Comparisons are tricky business.
They only work if there’s a certain level of overlap. For instance, if you are interested in buying a new vehicle, you would probably compare two or more vehicles within the same category.
If you were looking for an electric vehicle priced somewhere around $75k you would compare a Tesla X to a Jaguar I-PACE. Just by the nature of initiating this comparison, you are acknowledging a substantial overlap.
It’s the same with content standards.
If someone is sitting down to compare two product documentation standards, they’ve probably already decided on a number of pre-requisites.
Enter the DITA vs. DocBook Dialogue.
For instance, if someone is looking at DITA versus DocBook for their content, they likely prioritize:
At this stage, a standard like Markdown or JSON wouldn’t make sense. It would be like the Tesla/Jaguar buyer looking at a Ford F-150. Not better or worse, just incomparable on a number of different metrics.
So, with that said, the DITA or DocBook question is a common refrain that we still hear from time to time (though less often these days).
In this article, we’ll compare the two by explaining:
- How the standards got their start
- How the timing impacted their respective trajectories
- What their evolutions looked like
- And how to evaluate the standards going forward
Start At The Beginning
Everything has to start somewhere.
DITA stands for Darwin Information Typing Architecture. It’s an XML based, end-to-end architecture for authoring, producing, and delivering technical information as online help and product support portals on the Web.
🏗️ Created in 2001 by IBM
💼 In 2004, the OASIS DITA Technical Committee is formed
In 2005, the DITA 1.0 Standard is approved as an OASIS open standard
Core Principles at the Founding
This was the hallmark of DITA from the onset. Rather than content written in linear form like a book, Topic-based authoring encouraged writing content as smaller chunks or blocks of content that were independent of the surrounding context.
Structured Content Reuse
Part of the appeal of the modular, topic-based authoring was the ability to reuse rather than copy-paste. By being independent of the surrounding context, theoretically, a topic could be reused wherever needed via references. This meant no duplication of existing content.
Content Distinct from Format
Just like DocBook, DITA content is authored without formatting. Rather, the formatting (layout, styling, etc) is applied automatically upon publishing.
DocBook is an XML language developed specifically for the creation of books and papers about computer hardware and software. DocBook is a large and robust schema that’s main structures correspond to the general notion of what constitutes a “book.”

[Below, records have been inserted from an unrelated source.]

//! The request pipeline
//!
//! Turns a [`RestRequest`] into a completed HTTP exchange: query-string
//! rendering with ISO-8601 dates, JSON or multipart bodies, cookie and
//! CSRF header attachment, header merging, `Set-Cookie` processing,
//! response decoding, status classification, and a bounded retry loop
//! with a fixed delay.

use std::path::{Path, PathBuf};
use std::time::Duration;

use chrono::{DateTime, SecondsFormat, Utc};
use futures_util::StreamExt;
use parking_lot::Mutex;
use reqwest::header::{
    HeaderMap, HeaderName, HeaderValue, ACCEPT, CONTENT_LENGTH, CONTENT_TYPE, COOKIE, SET_COOKIE,
};
use reqwest::multipart::{Form, Part};
use reqwest::Method;
use serde::de::DeserializeOwned;
use serde::Serialize;
use serde_json::Value;
use tokio::io::AsyncWriteExt;
use tracing::{debug, instrument, warn};
use url::Url;

use crate::config::ClientConfig;
use crate::error::{ClientError, Result};
use crate::session::{Session, XSRF_HEADER};

/// Fixed delay between retry attempts unless overridden per request.
pub const DEFAULT_RETRY_DELAY: Duration = Duration::from_millis(5000);

/// A query parameter value.
///
/// Date-time values serialize to their ISO-8601 form (millisecond
/// precision, `Z` suffix) rather than a default display form.
#[derive(Debug, Clone, PartialEq)]
pub enum ParamValue {
    String(String),
    Integer(i64),
    Float(f64),
    Bool(bool),
    DateTime(DateTime<Utc>),
}

impl ParamValue {
    fn render(&self) -> String {
        match self {
            ParamValue::String(s) => s.clone(),
            ParamValue::Integer(i) => i.to_string(),
            ParamValue::Float(f) => f.to_string(),
            ParamValue::Bool(b) => b.to_string(),
            ParamValue::DateTime(dt) => dt.to_rfc3339_opts(SecondsFormat::Millis, true),
        }
    }
}

impl From<&str> for ParamValue {
    fn from(value: &str) -> Self {
        ParamValue::String(value.to_string())
    }
}

impl From<String> for ParamValue {
    fn from(value: String) -> Self {
        ParamValue::String(value)
    }
}

impl From<i64> for ParamValue {
    fn from(value: i64) -> Self {
        ParamValue::Integer(value)
    }
}

impl From<u32> for ParamValue {
    fn from(value: u32) -> Self {
        ParamValue::Integer(value.into())
    }
}

impl From<f64> for ParamValue {
    fn from(value: f64) -> Self {
        ParamValue::Float(value)
    }
}

impl From<bool> for ParamValue {
    fn from(value: bool) -> Self {
        ParamValue::Bool(value)
    }
}

impl From<DateTime<Utc>> for ParamValue {
    fn from(value: DateTime<Utc>) -> Self {
        ParamValue::DateTime(value)
    }
}

/// Request body. JSON and file upload are mutually exclusive by
/// construction; the default is no body (and no content type).
#[derive(Debug, Clone, Default)]
pub enum RequestBody {
    #[default]
    None,
    Json(Value),
    UploadFiles(Vec<PathBuf>),
}

/// How to decode the response body once the stream ends.
#[derive(Debug, Clone, Copy, PartialEq, Eq, Default)]
pub enum DecodeMode {
    /// Parse as JSON (the default). A parse failure is fatal regardless
    /// of status code.
    #[default]
    Json,
    /// Raw bytes, untouched.
    Bytes,
    /// UTF-8 text (lossy).
    Text,
}

/// One logical outbound request.
#[derive(Debug, Clone)]
pub struct RestRequest {
    pub path: String,
    pub method: Method,
    pub params: Vec<(String, ParamValue)>,
    pub body: RequestBody,
    pub headers: Vec<(String, String)>,
    pub decode: DecodeMode,
    pub write_to_file: Option<PathBuf>,
    pub retries: u32,
    pub retry_delay: Duration,
}

impl RestRequest {
    pub fn new(method: Method, path: impl Into<String>) -> Self {
        Self {
            path: path.into(),
            method,
            params: Vec::new(),
            body: RequestBody::None,
            headers: Vec::new(),
            decode: DecodeMode::Json,
            write_to_file: None,
            retries: 0,
            retry_delay: DEFAULT_RETRY_DELAY,
        }
    }

    pub fn get(path: impl Into<String>) -> Self {
        Self::new(Method::GET, path)
    }

    pub fn post(path: impl Into<String>) -> Self {
        Self::new(Method::POST, path)
    }

    pub fn put(path: impl Into<String>) -> Self {
        Self::new(Method::PUT, path)
    }

    pub fn delete(path: impl Into<String>) -> Self {
        Self::new(Method::DELETE, path)
    }

    /// Append a query parameter.
    pub fn param(mut self, name: impl Into<String>, value: impl Into<ParamValue>) -> Self {
        self.params.push((name.into(), value.into()));
        self
    }

    /// Set a JSON body from an already-built value.
    pub fn json(mut self, value: Value) -> Self {
        self.body = RequestBody::Json(value);
        self
    }

    /// Serialize `body` and set it as the JSON body.
    pub fn json_body<T: Serialize>(self, body: &T) -> Result<Self> {
        let value = serde_json::to_value(body).map_err(ClientError::Serialize)?;
        Ok(self.json(value))
    }

    /// Upload local files as multipart form fields named after their
    /// base filenames.
    pub fn upload_files(mut self, paths: Vec<PathBuf>) -> Self {
        self.body = RequestBody::UploadFiles(paths);
        self
    }

    /// Add a per-request header (overrides session defaults).
    pub fn header(mut self, name: impl Into<String>, value: impl Into<String>) -> Self {
        self.headers.push((name.into(), value.into()));
        self
    }

    pub fn decode(mut self, decode: DecodeMode) -> Self {
        self.decode = decode;
        self
    }

    /// Stream the response body to this file instead of buffering it.
    pub fn write_to_file(mut self, path: impl Into<PathBuf>) -> Self {
        self.write_to_file = Some(path.into());
        self
    }

    /// Retry any failure up to `retries` times, waiting
    /// [`DEFAULT_RETRY_DELAY`] between attempts.
    pub fn retries(mut self, retries: u32) -> Self {
        self.retries = retries;
        self
    }

    pub fn retry_delay(mut self, delay: Duration) -> Self {
        self.retry_delay = delay;
        self
    }
}

/// Decoded response body.
#[derive(Debug, Clone, PartialEq, Default)]
pub enum ResponseData {
    /// Empty body, or body streamed to a file.
    #[default]
    None,
    Json(Value),
    Bytes(Vec<u8>),
    Text(String),
}

impl ResponseData {
    pub fn is_none(&self) -> bool {
        matches!(self, ResponseData::None)
    }

    pub fn as_json(&self) -> Option<&Value> {
        match self {
            ResponseData::Json(value) => Some(value),
            _ => None,
        }
    }

    pub fn as_bytes(&self) -> Option<&[u8]> {
        match self {
            ResponseData::Bytes(bytes) => Some(bytes),
            _ => None,
        }
    }

    pub fn as_text(&self) -> Option<&str> {
        match self {
            ResponseData::Text(text) => Some(text),
            _ => None,
        }
    }
}

/// A completed exchange: status, decoded body, response headers.
#[derive(Debug, Clone)]
pub struct RestResponse {
    pub status: u16,
    pub data: ResponseData,
    pub headers: HeaderMap,
}

impl RestResponse {
    /// Deserialize the JSON body into a typed value.
    pub fn parse<T: DeserializeOwned>(&self) -> Result<T> {
        let value = match &self.data {
            ResponseData::Json(value) => value.clone(),
            _ => Value::Null,
        };
        serde_json::from_value(value).map_err(ClientError::Decode)
    }
}

/// The pipeline: a keep-alive connection pool, a base URL, and the
/// session shared by every request issued through it.
#[derive(Debug)]
pub struct RestPipeline {
    http: reqwest::Client,
    base_url: Url,
    session: Mutex<Session>,
}

impl RestPipeline {
    pub fn new(config: &ClientConfig) -> Result<Self> {
        let mut builder = reqwest::Client::builder()
            .timeout(Duration::from_millis(config.timeouts.request_ms))
            .connect_timeout(Duration::from_millis(config.timeouts.connect_ms));
        if config.accept_invalid_certs {
            builder = builder.danger_accept_invalid_certs(true);
        }
        let http = builder.build()?;
        let base_url = config.base_url()?;

        let mut session = Session::new(config.enable_cookies);
        for (name, value) in &config.default_headers {
            session.set_default_header(name, value)?;
        }

        Ok(Self {
            http,
            base_url,
            session: Mutex::new(session),
        })
    }

    pub fn base_url(&self) -> &Url {
        &self.base_url
    }

    /// Run a closure against the session (cookie jar + default headers).
    pub fn with_session<R>(&self, f: impl FnOnce(&mut Session) -> R) -> R {
        f(&mut self.session.lock())
    }

    /// Execute a request, retrying failures per the request's retry
    /// budget. Retries are sequential with a fixed delay; only the final
    /// attempt's outcome is reported.
    #[instrument(skip(self, request), fields(method = %request.method, path = %request.path))]
    pub async fn execute(&self, request: RestRequest) -> Result<RestResponse> {
        let mut remaining = request.retries;
        loop {
            match self.execute_once(&request).await {
                Ok(response) => return Ok(response),
                Err(error) if remaining > 0 => {
                    remaining -= 1;
                    warn!(%error, remaining, "request failed, retrying after delay");
                    tokio::time::sleep(request.retry_delay).await;
                }
                Err(error) => return Err(error),
            }
        }
    }

    async fn execute_once(&self, request: &RestRequest) -> Result<RestResponse> {
        let url = self.build_url(request)?;

        // Base headers, then session cookies, then client defaults, then
        // per-request overrides - later entries win.
        let mut headers = HeaderMap::new();
        headers.insert(ACCEPT, HeaderValue::from_static("application/json"));
        {
            let session = self.session.lock();
            if session.cookies_enabled() {
                if let Some(token) = session.xsrf_token() {
                    headers.insert(
                        HeaderName::from_static(XSRF_HEADER),
                        HeaderValue::from_str(token).map_err(ClientError::invalid_header)?,
                    );
                }
                if let Some(cookie_header) = session.cookie_header() {
                    headers.insert(
                        COOKIE,
                        HeaderValue::from_str(&cookie_header)
                            .map_err(ClientError::invalid_header)?,
                    );
                }
            }
            for (name, value) in session.default_headers() {
                headers.insert(name.clone(), value.clone());
            }
        }
        for (name, value) in &request.headers {
            let name =
                HeaderName::from_bytes(name.as_bytes()).map_err(ClientError::invalid_header)?;
            let value = HeaderValue::from_str(value).map_err(ClientError::invalid_header)?;
            headers.insert(name, value);
        }

        let mut builder = self.http.request(request.method.clone(), url);
        match &request.body {
            RequestBody::None => {}
            RequestBody::Json(value) => {
                let payload = serde_json::to_vec(value).map_err(ClientError::Serialize)?;
                headers.insert(CONTENT_TYPE, HeaderValue::from_static("application/json"));
                headers.insert(CONTENT_LENGTH, HeaderValue::from(payload.len() as u64));
                builder = builder.body(payload);
            }
            RequestBody::UploadFiles(paths) => {
                builder = builder.multipart(multipart_form(paths).await?);
            }
        }
        builder = builder.headers(headers);

        debug!("dispatching request");
        let response = builder.send().await?;

        let status = response.status();
        let response_headers = response.headers().clone();

        {
            let mut session = self.session.lock();
            if session.cookies_enabled() {
                for raw in response_headers.get_all(SET_COOKIE) {
                    if let Ok(raw) = raw.to_str() {
                        session.apply_set_cookie(raw);
                    }
                }
            }
        }

        let data = if let Some(path) = &request.write_to_file {
            stream_to_file(response, path).await?;
            ResponseData::None
        } else {
            let body = response.bytes().await?;
            decode_body(&body, request.decode)?
        };

        if status.as_u16() < 400 {
            debug!(status = status.as_u16(), "request complete");
            Ok(RestResponse {
                status: status.as_u16(),
                data,
                headers: response_headers,
            })
        } else {
            Err(ClientError::Http {
                status: status.as_u16(),
                status_text: status.canonical_reason().unwrap_or("Unknown").to_string(),
                headers: response_headers,
                data,
            })
        }
    }

    fn build_url(&self, request: &RestRequest) -> Result<Url> {
        let mut url = self.base_url.join(&request.path)?;
        if !request.params.is_empty() {
            let mut pairs = url.query_pairs_mut();
            for (name, value) in &request.params {
                pairs.append_pair(name, &value.render());
            }
        }
        Ok(url)
    }
}

/// Build a multipart form with one part per file, field name = base
/// filename, content = the file's bytes.
async fn multipart_form(paths: &[PathBuf]) -> Result<Form> {
    let mut form = Form::new();
    for path in paths {
        let field = path
            .file_name()
            .and_then(|name| name.to_str())
            .map(str::to_owned)
            .ok_or_else(|| {
                ClientError::Io(std::io::Error::new(
                    std::io::ErrorKind::InvalidInput,
                    format!("invalid upload path: {}", path.display()),
                ))
            })?;
        let contents = tokio::fs::read(path).await?;
        form = form.part(field.clone(), Part::bytes(contents).file_name(field));
    }
    Ok(form)
}

async fn stream_to_file(response: reqwest::Response, path: &Path) -> Result<()> {
    let mut file = tokio::fs::File::create(path).await?;
    let mut stream = response.bytes_stream();
    while let Some(chunk) = stream.next().await {
        file.write_all(&chunk?).await?;
    }
    file.flush().await?;
    Ok(())
}

fn decode_body(body: &[u8], mode: DecodeMode) -> Result<ResponseData> {
    if body.is_empty() {
        return Ok(ResponseData::None);
    }
    match mode {
        DecodeMode::Bytes => Ok(ResponseData::Bytes(body.to_vec())),
        DecodeMode::Text => Ok(ResponseData::Text(
            String::from_utf8_lossy(body).into_owned(),
        )),
        DecodeMode::Json => serde_json::from_slice(body)
            .map(ResponseData::Json)
            .map_err(ClientError::Decode),
    }
}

🏗️ Created in 1991 as a joint project of HAL Computer Systems and O’Reilly & Associates.
💼 In 1994, DocBook maintenance was taken on by the Davenport Group before being handed to the SGML Open which later became OASIS. Currently, it is maintained by the DocBook Technical Committee at OASIS.
Core Principles at the Founding
Book Based Authoring
DocBook changed the way that authors could write and think about a book. Rather than a fully intertwined and linear process, DocBook broke up the structural elements of a book such as the:
DocBook would then allow these elements to be created in a structured and hierarchical manner.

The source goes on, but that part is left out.